WHAT IS REQUIRED
Search the material below for lines containing the string "DateTime", and copy every one you find.

INFORMATION PROVIDED
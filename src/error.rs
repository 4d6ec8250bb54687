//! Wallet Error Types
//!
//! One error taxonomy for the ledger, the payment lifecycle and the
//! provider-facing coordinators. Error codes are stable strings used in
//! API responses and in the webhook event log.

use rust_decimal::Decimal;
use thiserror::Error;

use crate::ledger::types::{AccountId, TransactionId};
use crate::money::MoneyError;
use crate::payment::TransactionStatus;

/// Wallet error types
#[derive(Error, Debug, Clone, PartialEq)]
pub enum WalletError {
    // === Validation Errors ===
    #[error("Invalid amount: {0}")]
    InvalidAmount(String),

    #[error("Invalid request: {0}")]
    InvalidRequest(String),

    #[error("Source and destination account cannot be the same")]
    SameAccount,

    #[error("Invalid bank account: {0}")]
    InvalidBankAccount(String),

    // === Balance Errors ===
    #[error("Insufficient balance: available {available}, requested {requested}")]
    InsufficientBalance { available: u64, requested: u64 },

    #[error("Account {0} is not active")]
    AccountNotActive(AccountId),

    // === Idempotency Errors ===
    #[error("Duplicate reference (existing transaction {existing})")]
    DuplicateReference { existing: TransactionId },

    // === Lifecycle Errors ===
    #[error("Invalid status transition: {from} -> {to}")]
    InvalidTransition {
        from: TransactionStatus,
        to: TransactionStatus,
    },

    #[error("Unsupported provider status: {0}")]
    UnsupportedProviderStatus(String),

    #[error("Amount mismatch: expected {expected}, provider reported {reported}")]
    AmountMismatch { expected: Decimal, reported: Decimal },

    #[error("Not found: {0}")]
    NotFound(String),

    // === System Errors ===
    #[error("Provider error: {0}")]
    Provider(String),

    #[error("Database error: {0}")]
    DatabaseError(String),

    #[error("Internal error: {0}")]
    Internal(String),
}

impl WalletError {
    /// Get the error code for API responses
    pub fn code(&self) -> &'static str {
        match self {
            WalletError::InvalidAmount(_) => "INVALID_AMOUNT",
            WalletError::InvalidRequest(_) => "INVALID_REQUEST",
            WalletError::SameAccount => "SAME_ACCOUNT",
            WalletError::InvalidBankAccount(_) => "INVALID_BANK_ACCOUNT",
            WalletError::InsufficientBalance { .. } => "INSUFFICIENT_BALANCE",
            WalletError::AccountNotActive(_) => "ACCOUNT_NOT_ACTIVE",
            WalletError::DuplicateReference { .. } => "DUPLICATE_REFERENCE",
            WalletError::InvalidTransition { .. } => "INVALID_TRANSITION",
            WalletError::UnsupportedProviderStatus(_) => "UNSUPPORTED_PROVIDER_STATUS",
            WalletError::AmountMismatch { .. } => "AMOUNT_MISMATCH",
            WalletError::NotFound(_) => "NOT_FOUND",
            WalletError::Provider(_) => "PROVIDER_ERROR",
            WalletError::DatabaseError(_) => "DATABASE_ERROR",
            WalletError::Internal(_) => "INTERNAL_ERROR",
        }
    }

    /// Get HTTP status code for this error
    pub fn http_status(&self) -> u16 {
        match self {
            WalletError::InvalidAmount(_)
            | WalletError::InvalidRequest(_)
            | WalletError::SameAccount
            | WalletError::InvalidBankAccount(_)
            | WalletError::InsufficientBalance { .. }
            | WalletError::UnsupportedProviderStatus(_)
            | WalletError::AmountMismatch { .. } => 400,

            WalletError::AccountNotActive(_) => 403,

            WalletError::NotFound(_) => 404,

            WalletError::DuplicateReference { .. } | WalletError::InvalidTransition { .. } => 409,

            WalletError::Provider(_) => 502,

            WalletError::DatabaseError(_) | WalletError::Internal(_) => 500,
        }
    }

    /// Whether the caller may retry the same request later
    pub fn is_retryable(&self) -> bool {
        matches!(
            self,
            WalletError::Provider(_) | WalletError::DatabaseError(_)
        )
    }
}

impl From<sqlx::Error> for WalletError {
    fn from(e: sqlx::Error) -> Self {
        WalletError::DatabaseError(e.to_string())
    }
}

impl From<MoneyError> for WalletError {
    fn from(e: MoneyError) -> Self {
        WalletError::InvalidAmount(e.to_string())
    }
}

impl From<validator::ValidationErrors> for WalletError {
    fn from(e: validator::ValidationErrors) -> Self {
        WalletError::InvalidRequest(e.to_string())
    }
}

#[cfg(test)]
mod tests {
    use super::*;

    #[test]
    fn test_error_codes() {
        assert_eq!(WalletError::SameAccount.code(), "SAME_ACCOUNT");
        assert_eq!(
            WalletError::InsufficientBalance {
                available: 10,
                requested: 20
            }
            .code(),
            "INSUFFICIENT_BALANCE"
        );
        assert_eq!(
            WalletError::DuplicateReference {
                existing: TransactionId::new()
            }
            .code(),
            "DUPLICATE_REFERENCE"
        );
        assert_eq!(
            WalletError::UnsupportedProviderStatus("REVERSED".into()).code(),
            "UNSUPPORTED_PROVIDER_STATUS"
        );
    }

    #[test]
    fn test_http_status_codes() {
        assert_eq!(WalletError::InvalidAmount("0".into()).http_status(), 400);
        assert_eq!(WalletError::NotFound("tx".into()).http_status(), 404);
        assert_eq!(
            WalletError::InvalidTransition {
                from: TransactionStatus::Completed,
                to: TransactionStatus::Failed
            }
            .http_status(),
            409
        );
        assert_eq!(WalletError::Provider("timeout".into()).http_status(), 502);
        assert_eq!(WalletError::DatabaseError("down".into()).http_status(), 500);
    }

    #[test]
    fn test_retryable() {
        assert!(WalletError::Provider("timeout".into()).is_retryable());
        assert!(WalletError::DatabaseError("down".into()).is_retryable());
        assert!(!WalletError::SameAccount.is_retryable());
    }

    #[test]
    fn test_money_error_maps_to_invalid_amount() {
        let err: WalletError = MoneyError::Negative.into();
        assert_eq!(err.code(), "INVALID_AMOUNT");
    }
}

* * *

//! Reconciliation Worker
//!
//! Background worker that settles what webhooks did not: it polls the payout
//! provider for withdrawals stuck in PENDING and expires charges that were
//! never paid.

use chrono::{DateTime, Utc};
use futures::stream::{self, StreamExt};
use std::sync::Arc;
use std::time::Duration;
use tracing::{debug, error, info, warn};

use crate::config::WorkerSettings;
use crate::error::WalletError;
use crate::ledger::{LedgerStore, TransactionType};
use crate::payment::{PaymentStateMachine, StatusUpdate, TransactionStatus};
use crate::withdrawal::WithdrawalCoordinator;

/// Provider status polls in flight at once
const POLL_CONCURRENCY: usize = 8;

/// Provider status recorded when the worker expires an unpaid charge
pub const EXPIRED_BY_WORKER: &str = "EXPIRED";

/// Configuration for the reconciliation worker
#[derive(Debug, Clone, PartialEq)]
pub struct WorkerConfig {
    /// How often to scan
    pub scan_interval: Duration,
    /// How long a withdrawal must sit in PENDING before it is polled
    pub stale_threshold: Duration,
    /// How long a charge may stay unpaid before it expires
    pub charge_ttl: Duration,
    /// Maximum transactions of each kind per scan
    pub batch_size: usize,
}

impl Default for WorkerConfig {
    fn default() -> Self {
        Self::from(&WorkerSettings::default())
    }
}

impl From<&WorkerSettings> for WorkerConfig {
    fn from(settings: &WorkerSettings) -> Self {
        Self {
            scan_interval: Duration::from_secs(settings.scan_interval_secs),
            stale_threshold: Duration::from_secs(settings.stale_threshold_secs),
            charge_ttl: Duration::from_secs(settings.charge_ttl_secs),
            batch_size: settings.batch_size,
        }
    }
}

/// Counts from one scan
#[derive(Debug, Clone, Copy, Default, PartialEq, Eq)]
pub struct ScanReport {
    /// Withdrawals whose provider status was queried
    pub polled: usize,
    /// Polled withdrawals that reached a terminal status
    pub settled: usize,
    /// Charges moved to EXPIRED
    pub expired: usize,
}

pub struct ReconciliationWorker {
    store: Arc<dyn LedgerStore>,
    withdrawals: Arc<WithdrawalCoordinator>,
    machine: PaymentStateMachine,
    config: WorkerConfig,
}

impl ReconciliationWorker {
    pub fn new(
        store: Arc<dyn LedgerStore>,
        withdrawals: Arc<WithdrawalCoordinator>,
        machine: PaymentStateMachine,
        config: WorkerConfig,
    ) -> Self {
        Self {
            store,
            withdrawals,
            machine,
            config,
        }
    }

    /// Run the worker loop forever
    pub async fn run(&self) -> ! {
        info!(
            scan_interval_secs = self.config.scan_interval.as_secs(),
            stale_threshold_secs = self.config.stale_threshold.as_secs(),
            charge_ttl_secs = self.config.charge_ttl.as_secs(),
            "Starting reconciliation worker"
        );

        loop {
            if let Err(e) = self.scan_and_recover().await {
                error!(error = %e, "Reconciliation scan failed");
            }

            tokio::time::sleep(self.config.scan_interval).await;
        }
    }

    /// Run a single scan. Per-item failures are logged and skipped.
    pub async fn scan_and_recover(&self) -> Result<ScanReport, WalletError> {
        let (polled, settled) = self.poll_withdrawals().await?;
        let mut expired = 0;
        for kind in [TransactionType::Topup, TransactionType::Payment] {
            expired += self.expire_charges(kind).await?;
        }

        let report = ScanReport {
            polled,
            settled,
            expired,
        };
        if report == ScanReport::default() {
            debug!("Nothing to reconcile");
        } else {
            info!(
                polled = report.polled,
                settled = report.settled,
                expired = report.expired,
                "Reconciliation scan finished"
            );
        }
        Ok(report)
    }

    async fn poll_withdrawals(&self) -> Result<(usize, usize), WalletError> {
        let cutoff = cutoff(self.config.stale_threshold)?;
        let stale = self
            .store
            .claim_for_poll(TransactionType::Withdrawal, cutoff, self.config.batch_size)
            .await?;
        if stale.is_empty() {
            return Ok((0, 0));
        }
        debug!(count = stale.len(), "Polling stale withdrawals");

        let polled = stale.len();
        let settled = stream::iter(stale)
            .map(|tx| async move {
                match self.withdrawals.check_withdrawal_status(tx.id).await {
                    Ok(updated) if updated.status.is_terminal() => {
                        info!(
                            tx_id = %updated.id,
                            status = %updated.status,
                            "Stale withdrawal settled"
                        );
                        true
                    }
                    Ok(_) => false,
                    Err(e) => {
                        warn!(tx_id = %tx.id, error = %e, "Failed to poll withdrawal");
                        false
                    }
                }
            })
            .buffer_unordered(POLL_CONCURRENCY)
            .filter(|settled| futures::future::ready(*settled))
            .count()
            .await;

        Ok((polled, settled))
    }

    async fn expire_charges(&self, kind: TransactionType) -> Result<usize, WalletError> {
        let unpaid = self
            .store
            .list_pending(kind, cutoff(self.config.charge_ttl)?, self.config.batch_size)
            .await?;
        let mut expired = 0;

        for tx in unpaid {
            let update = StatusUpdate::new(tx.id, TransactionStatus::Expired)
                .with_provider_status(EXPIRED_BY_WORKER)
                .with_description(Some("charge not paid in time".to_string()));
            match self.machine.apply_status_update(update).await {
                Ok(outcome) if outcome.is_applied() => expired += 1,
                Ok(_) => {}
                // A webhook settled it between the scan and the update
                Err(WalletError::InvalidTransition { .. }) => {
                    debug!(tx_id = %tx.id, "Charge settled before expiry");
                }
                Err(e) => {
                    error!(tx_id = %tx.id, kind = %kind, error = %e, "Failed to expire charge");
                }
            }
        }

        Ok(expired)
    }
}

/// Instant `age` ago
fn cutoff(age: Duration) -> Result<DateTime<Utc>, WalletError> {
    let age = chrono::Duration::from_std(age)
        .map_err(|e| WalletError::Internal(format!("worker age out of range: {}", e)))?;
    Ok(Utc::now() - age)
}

OUTPUT FOR THIS TASK
use chrono::{DateTime, Utc};
fn cutoff(age: Duration) -> Result<DateTime<Utc>, WalletError> {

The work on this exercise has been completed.